+++ Data shown +++

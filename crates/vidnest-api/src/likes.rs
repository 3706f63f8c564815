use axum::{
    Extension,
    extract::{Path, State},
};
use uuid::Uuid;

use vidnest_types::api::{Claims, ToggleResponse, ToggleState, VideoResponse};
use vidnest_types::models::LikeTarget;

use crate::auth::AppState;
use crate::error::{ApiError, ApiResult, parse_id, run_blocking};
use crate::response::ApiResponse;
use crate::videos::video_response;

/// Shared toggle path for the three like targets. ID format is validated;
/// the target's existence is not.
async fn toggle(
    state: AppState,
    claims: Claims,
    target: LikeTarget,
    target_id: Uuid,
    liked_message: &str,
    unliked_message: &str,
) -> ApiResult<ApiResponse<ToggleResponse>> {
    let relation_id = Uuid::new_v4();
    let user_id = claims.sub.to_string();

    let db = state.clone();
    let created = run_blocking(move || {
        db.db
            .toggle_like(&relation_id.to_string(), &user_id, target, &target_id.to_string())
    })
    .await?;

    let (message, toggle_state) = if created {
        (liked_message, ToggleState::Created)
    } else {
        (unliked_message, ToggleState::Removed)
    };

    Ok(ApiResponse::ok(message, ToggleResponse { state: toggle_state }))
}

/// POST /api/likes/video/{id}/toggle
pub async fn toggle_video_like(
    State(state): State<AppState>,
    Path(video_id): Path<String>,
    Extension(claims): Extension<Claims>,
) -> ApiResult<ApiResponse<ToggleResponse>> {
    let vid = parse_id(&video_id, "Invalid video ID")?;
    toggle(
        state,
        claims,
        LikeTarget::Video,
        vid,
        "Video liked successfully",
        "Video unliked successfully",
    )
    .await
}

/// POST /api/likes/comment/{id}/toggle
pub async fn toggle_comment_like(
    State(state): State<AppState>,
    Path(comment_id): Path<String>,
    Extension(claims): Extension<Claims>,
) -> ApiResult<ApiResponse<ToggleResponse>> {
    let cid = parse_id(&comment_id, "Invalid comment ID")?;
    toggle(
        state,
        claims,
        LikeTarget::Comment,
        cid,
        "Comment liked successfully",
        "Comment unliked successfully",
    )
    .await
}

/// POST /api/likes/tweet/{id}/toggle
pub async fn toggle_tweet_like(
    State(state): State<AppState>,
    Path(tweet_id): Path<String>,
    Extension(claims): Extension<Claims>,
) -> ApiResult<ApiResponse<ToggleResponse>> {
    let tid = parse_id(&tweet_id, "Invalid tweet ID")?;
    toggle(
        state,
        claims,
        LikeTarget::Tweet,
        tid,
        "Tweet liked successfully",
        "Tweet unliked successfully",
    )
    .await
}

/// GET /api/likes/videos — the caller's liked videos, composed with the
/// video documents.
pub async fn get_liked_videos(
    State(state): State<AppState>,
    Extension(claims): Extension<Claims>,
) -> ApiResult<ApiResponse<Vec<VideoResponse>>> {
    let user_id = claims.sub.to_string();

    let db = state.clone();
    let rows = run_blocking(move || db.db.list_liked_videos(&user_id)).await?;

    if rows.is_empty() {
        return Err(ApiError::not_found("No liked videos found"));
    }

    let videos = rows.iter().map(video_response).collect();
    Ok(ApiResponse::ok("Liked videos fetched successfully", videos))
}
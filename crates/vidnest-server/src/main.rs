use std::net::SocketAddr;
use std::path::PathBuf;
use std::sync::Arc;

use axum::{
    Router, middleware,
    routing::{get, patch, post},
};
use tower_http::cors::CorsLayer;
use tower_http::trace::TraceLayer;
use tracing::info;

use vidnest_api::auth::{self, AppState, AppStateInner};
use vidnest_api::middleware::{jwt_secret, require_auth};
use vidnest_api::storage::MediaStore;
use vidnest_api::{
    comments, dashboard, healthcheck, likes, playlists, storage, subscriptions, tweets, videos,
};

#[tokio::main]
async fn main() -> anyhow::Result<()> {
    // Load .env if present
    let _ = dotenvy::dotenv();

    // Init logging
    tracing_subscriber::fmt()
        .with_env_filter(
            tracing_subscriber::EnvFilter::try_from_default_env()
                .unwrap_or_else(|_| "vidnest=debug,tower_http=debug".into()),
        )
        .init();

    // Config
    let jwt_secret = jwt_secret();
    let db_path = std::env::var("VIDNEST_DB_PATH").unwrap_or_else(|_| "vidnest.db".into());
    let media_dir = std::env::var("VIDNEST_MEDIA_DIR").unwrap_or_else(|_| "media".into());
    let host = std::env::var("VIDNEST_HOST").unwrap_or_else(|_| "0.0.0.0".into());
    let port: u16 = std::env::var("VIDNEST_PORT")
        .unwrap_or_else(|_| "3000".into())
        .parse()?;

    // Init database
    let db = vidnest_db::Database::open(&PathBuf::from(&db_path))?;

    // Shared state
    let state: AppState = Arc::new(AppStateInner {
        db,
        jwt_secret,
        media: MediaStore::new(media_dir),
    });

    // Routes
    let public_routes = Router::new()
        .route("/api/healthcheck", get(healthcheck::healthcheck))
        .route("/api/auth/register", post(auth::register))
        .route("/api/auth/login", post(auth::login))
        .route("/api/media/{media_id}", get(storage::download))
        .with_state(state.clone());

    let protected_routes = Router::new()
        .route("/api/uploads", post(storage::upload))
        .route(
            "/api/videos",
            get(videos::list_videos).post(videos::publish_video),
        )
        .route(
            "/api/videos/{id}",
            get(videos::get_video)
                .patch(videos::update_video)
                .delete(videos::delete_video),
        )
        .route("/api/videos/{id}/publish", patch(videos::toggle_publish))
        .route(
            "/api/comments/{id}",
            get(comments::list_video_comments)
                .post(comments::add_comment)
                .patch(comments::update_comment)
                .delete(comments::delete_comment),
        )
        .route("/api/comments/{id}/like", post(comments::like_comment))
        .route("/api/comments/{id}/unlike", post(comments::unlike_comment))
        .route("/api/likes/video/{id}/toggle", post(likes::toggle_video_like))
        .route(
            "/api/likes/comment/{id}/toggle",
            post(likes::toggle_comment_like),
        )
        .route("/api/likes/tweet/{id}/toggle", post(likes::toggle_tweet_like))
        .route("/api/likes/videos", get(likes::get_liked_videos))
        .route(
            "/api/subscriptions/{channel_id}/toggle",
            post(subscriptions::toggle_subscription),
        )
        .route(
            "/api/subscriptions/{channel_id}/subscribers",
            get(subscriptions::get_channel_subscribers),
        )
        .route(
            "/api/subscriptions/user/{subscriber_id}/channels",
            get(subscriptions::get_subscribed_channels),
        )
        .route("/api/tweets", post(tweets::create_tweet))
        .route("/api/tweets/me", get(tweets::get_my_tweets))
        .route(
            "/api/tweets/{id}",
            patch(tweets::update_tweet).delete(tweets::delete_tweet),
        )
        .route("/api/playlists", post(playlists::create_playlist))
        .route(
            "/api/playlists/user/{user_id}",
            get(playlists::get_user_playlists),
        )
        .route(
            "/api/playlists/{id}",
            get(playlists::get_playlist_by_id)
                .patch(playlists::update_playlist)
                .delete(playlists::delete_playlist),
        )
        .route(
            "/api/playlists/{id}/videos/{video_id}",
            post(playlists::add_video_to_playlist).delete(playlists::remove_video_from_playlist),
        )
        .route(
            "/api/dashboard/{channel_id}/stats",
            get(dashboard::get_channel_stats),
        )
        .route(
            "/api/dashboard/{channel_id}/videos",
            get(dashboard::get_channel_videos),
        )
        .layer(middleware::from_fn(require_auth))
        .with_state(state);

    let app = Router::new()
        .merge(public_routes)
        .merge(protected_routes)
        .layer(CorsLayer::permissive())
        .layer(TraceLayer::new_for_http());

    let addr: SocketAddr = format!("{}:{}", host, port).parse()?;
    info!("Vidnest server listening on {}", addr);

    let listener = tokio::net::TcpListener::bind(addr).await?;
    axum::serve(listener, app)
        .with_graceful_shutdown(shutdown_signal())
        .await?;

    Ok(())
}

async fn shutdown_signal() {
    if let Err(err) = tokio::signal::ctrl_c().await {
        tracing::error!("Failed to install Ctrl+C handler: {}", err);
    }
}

+++

Starting with the first line of the records, repeat every line up to and including the one containing "(unliked_message, ToggleState::Removed)", and nothing else.

Written solution:
filename crates/vidnest-api/src/likes.rs
repository 3706f63f8c564815
use axum::{
    Extension,
    extract::{Path, State},
};
use uuid::Uuid;

use vidnest_types::api::{Claims, ToggleResponse, ToggleState, VideoResponse};
use vidnest_types::models::LikeTarget;

use crate::auth::AppState;
use crate::error::{ApiError, ApiResult, parse_id, run_blocking};
use crate::response::ApiResponse;
use crate::videos::video_response;

/// Shared toggle path for the three like targets. ID format is validated;
/// the target's existence is not.
async fn toggle(
    state: AppState,
    claims: Claims,
    target: LikeTarget,
    target_id: Uuid,
    liked_message: &str,
    unliked_message: &str,
) -> ApiResult<ApiResponse<ToggleResponse>> {
    let relation_id = Uuid::new_v4();
    let user_id = claims.sub.to_string();

    let db = state.clone();
    let created = run_blocking(move || {
        db.db
            .toggle_like(&relation_id.to_string(), &user_id, target, &target_id.to_string())
    })
    .await?;

    let (message, toggle_state) = if created {
        (liked_message, ToggleState::Created)
    } else {
        (unliked_message, ToggleState::Removed)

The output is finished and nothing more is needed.